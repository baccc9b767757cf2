//! SQLite backend for the barangay registry.
//!
//! Wraps [`tokio_rusqlite`] so all database access runs on a dedicated thread
//! without blocking the async runtime.

mod encode;
mod query;
mod schema;
mod store;

pub mod error;

pub use error::{Error, Result};
pub use store::SqliteStore;
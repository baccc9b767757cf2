//! List queries: filters, scope, ordering and pagination.

use serde::{Deserialize, Serialize};

use crate::resident::Gender;

/// Fixed number of rows per list page.
pub const PAGE_SIZE: u32 = 20;

// ─── Scope ───────────────────────────────────────────────────────────────────

/// Which rows a query may see.
///
/// Every read defaults to [`Scope::Active`]; seeing soft-deleted rows has to
/// be asked for explicitly.
#[derive(Debug, Clone, Copy, Default, PartialEq, Eq, Serialize, Deserialize)]
#[serde(rename_all = "lowercase")]
pub enum Scope {
  #[default]
  Active,
  All,
}

// ─── Ordering ────────────────────────────────────────────────────────────────

#[derive(Debug, Clone, Copy, Default, PartialEq, Eq, Serialize, Deserialize)]
#[serde(rename_all = "lowercase")]
pub enum ListOrder {
  /// Most recently created first; what list pages show.
  #[default]
  Newest,
  /// Residents by `(last_name, first_name)`, households by `household_id`.
  Canonical,
}

// ─── Queries ─────────────────────────────────────────────────────────────────

/// Parameters for [`crate::store::RegistryStore::list_residents`].
#[derive(Debug, Clone, Default)]
pub struct ResidentQuery {
  /// Case-insensitive substring over first name, last name, resident ID and
  /// phone number.
  pub search: Option<String>,
  pub purok:  Option<String>,
  pub gender: Option<Gender>,
  pub scope:  Scope,
  pub order:  ListOrder,
  pub page:   PageRequest,
}

/// Parameters for [`crate::store::RegistryStore::list_households`].
#[derive(Debug, Clone, Default)]
pub struct HouseholdQuery {
  /// Case-insensitive substring over household ID, street and the head's
  /// first or last name.
  pub search: Option<String>,
  pub purok:  Option<String>,
  pub scope:  Scope,
  pub order:  ListOrder,
  pub page:   PageRequest,
}

/// Drop blank filter values so `?purok=` means "no filter".
pub fn non_blank(value: Option<String>) -> Option<String> {
  value
    .map(|v| v.trim().to_owned())
    .filter(|v| !v.is_empty())
}

// ─── Pagination ──────────────────────────────────────────────────────────────

/// A 1-indexed page number.
#[derive(Debug, Clone, Copy, PartialEq, Eq, Serialize, Deserialize)]
#[serde(transparent)]
pub struct PageRequest(pub u32);

impl Default for PageRequest {
  fn default() -> Self { Self(1) }
}

impl PageRequest {
  pub fn number(self) -> u32 { self.0 }

  /// Row offset for this page, or `None` for page 0 which holds nothing.
  pub fn offset(self) -> Option<u64> {
    self
      .0
      .checked_sub(1)
      .map(|n| u64::from(n) * u64::from(PAGE_SIZE))
  }
}

/// One page of results plus the size of the whole filtered set.
#[derive(Debug, Clone, PartialEq, Serialize, Deserialize)]
pub struct Page<T> {
  pub items:       Vec<T>,
  pub total_count: u64,
  pub page:        u32,
  pub page_size:   u32,
  pub num_pages:   u32,
}

impl<T> Page<T> {
  pub fn new(items: Vec<T>, total_count: u64, page: PageRequest) -> Self {
    let num_pages = total_count.div_ceil(u64::from(PAGE_SIZE));
    Self {
      items,
      total_count,
      page: page.number(),
      page_size: PAGE_SIZE,
      num_pages: u32::try_from(num_pages).unwrap_or(u32::MAX),
    }
  }

  pub fn map<U>(self, f: impl FnMut(T) -> U) -> Page<U> {
    Page {
      items:       self.items.into_iter().map(f).collect(),
      total_count: self.total_count,
      page:        self.page,
      page_size:   self.page_size,
      num_pages:   self.num_pages,
    }
  }
}

#[cfg(test)]
mod tests {
  use super::*;

  #[test]
  fn offsets_are_one_indexed() {
    assert_eq!(PageRequest(0).offset(), None);
    assert_eq!(PageRequest(1).offset(), Some(0));
    assert_eq!(PageRequest(3).offset(), Some(40));
  }

  #[test]
  fn page_counts_round_up() {
    let page = Page::new(Vec::<()>::new(), 41, PageRequest(1));
    assert_eq!(page.num_pages, 3);
    let page = Page::new(Vec::<()>::new(), 0, PageRequest(1));
    assert_eq!(page.num_pages, 0);
  }

  #[test]
  fn blank_filters_are_dropped() {
    assert_eq!(non_blank(Some("  ".into())), None);
    assert_eq!(non_blank(Some(" 2 ".into())), Some("2".into()));
  }
}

=====

YOUR ASSIGNMENT
Reproduce each line of the material in which the string "struct" occurs.

SOLUTION TO THE EXERCISE
pub struct ResidentQuery {
pub struct HouseholdQuery {
pub struct PageRequest(pub u32);
pub struct Page<T> {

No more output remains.